Sparse recovery from mixed-quality measurements (n1 high-quality, n2 low-quality) is studied via information-theoretic and algorithmic sample-size conditions. The paper proves a linear 'Price of Quality' trade-off: agnostic decoders cap one high-quality sample at no more than two low-quality ones, whereas informed decoders can exploit variance knowledge to make the price unbounded. LASSO matches homogeneous-noise thresholds, depending only on average noise.
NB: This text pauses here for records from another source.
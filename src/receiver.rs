//! The upload receiver: a single `POST /api/upload` endpoint that persists one
//! multipart `image` file per request under the uploads directory.

use std::{
    io::ErrorKind::AlreadyExists,
    path::{Path, PathBuf},
    sync::Arc,
};

use axum::{
    extract::{multipart::Field, Extension, Multipart},
    http::StatusCode,
    routing::{get_service, post},
    Json, Router,
};
use rand::distributions::Alphanumeric;
use rand::{thread_rng, Rng};
use tokio::{
    fs::{File, OpenOptions},
    io::AsyncWriteExt,
};
use tower_http::{services::ServeDir, trace::TraceLayer};
use tracing::{info, warn};

use crate::{config::ReceiverConfig, error::ReceiveError, models::UploadResponse};

pub const UPLOAD_ROUTE: &str = "/api/upload";
pub const IMAGE_FIELD: &str = "image";

const SUFFIX_LEN: usize = 6;
const MAX_NAME_ATTEMPTS: usize = 8;

#[derive(Debug, Clone, PartialEq, Eq)]
pub struct StoredFile {
    pub original_name: String,
    pub stored_name: String,
    pub path: PathBuf,
    pub size: u64,
}

pub fn build_router(config: ReceiverConfig) -> Router {
    let static_dir = config.static_dir.clone();
    let router = Router::new()
        .route(UPLOAD_ROUTE, post(post_upload))
        .layer(Extension(Arc::new(config)));

    let router = match static_dir {
        Some(dir) => router.fallback(get_service(ServeDir::new(dir)).handle_error(
            |err: std::io::Error| async move {
                (
                    StatusCode::INTERNAL_SERVER_ERROR,
                    format!("Failed to serve files: {}", err),
                )
            },
        )),
        None => router,
    };

    router.layer(TraceLayer::new_for_http())
}

async fn post_upload(
    Extension(config): Extension<Arc<ReceiverConfig>>,
    multipart: Multipart,
) -> Result<Json<UploadResponse>, ReceiveError> {
    match receive_upload(&config.uploads_dir, multipart).await? {
        Some(stored) => {
            info!(
                original_name = %stored.original_name,
                stored_name = %stored.stored_name,
                size = stored.size,
                "File uploaded"
            );
        }
        None if config.require_image_field => return Err(ReceiveError::MissingImage),
        None => warn!("upload request carried no image field"),
    }

    Ok(Json(UploadResponse::success()))
}

pub async fn receive_upload(
    uploads_dir: &Path,
    mut multipart: Multipart,
) -> Result<Option<StoredFile>, ReceiveError> {
    let mut stored: Option<StoredFile> = None;

    while let Some(mut field) = multipart.next_field().await? {
        let original_name = match field.file_name() {
            Some(name) => name.to_string(),
            None => continue,
        };
        let field_name = field.name().unwrap_or_default().to_string();
        if field_name != IMAGE_FIELD || stored.is_some() {
            return Err(ReceiveError::UnexpectedField(field_name));
        }

        stored = Some(store_field(uploads_dir, original_name, &mut field).await?);
    }

    Ok(stored)
}

async fn store_field(
    uploads_dir: &Path,
    original_name: String,
    field: &mut Field<'_>,
) -> Result<StoredFile, ReceiveError> {
    let millis = chrono::Utc::now().timestamp_millis();
    let ext = extension_of(&original_name);
    let (mut file, stored_name) = create_unique(uploads_dir, millis, &ext).await?;

    let mut size = 0u64;
    while let Some(chunk) = field.chunk().await? {
        file.write_all(&chunk).await?;
        size += chunk.len() as u64;
    }
    file.flush().await?;

    Ok(StoredFile {
        path: uploads_dir.join(&stored_name),
        original_name,
        stored_name,
        size,
    })
}

/// Opens a new file named `<millis><ext>`, falling back to
/// `<millis>-<suffix><ext>` when that name is already taken.
pub async fn create_unique(
    dir: &Path,
    millis: i64,
    ext: &str,
) -> Result<(File, String), ReceiveError> {
    for attempt in 0..MAX_NAME_ATTEMPTS {
        let name = if attempt == 0 {
            stored_name(millis, ext)
        } else {
            format!("{}-{}{}", millis, generate_suffix(), ext)
        };

        let opened = OpenOptions::new()
            .write(true)
            .create_new(true)
            .open(dir.join(&name))
            .await;
        match opened {
            Ok(file) => return Ok((file, name)),
            Err(err) if err.kind() == AlreadyExists => continue,
            Err(err) => return Err(err.into()),
        }
    }

    Err(ReceiveError::NameExhausted)
}

pub fn stored_name(millis: i64, ext: &str) -> String {
    format!("{}{}", millis, ext)
}

// Last extension with its dot; empty for dot-files, `..` and non-alphanumeric extensions.
pub fn extension_of(original: &str) -> String {
    let base = original
        .rsplit(|c: char| c == '/' || c == '\\')
        .next()
        .unwrap_or_default();
    if base == ".." {
        return String::new();
    }
    match base.rfind('.') {
        Some(0) | None => String::new(),
        Some(idx) => {
            let ext = &base[idx + 1..];
            if ext.chars().all(|c| c.is_ascii_alphanumeric()) {
                format!(".{}", ext)
            } else {
                String::new()
            }
        }
    }
}

fn generate_suffix() -> String {
    let mut rng = thread_rng();

    (0..SUFFIX_LEN)
        .map(|_| rng.sample(Alphanumeric) as char)
        .collect::<String>()
}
Published ICLR 2026 (arXiv 2026-05-11).

Why it matters

Information-theoretic: for mixed-quality sparse recovery the sufficient sample-size condition is a linear trade-off in (n1, n2) defining a 'Price of Quality' — in the agnostic decoder case one high-quality sample is never worth more than two low-quality samples for this sufficient condition.

Key details

Algorithmic: for the agnostic setting the LASSO recovery threshold matches the homogeneous-noise case and depends only on the average noise level (showing computational recovery is robust to heterogeneity), while an informed decoder (aware of per-sample variances) can make the price of quality arbitrarily large.

Source evidence

Abstract

We study sparse recovery when observations come from mixed-quality sources: a small collection of high-quality measurements with small noise variance and a larger collection of lower-quality measurements with higher variance. For this heterogeneous-noise setting, we establish sample-size conditions for information-theoretic and algorithmic recovery. On the information-theoretic side, we show that it is sufficient for $(n1, n2)$ to satisfy a linear trade-off defining the Price of Quality: the number of low-quality samples needed to replace one high-quality sample. In the agnostic setting, where the decoder is completely agnostic to the quality of the data, it is uniformly bounded, and in particular one high-quality sample is never worth more than two low-quality samples for this sufficient condition to hold. In the informed setting, where the decoder is informed of per-sample variances, the price of quality can grow arbitrarily large. On the algorithmic side, we analyze the LASSO in the agnostic setting and show that the recovery threshold matches the homogeneous-noise case and only depends on the average noise level, revealing a striking robustness of computational recovery to data heterogeneity. Together, these results give the first conditions for sparse recovery with mixed-quality data and expose a fundamental difference between how the information-theoretic and algorithmic thresholds adapt to changes in data quality.

Comment: Published as a conference paper at ICLR 2026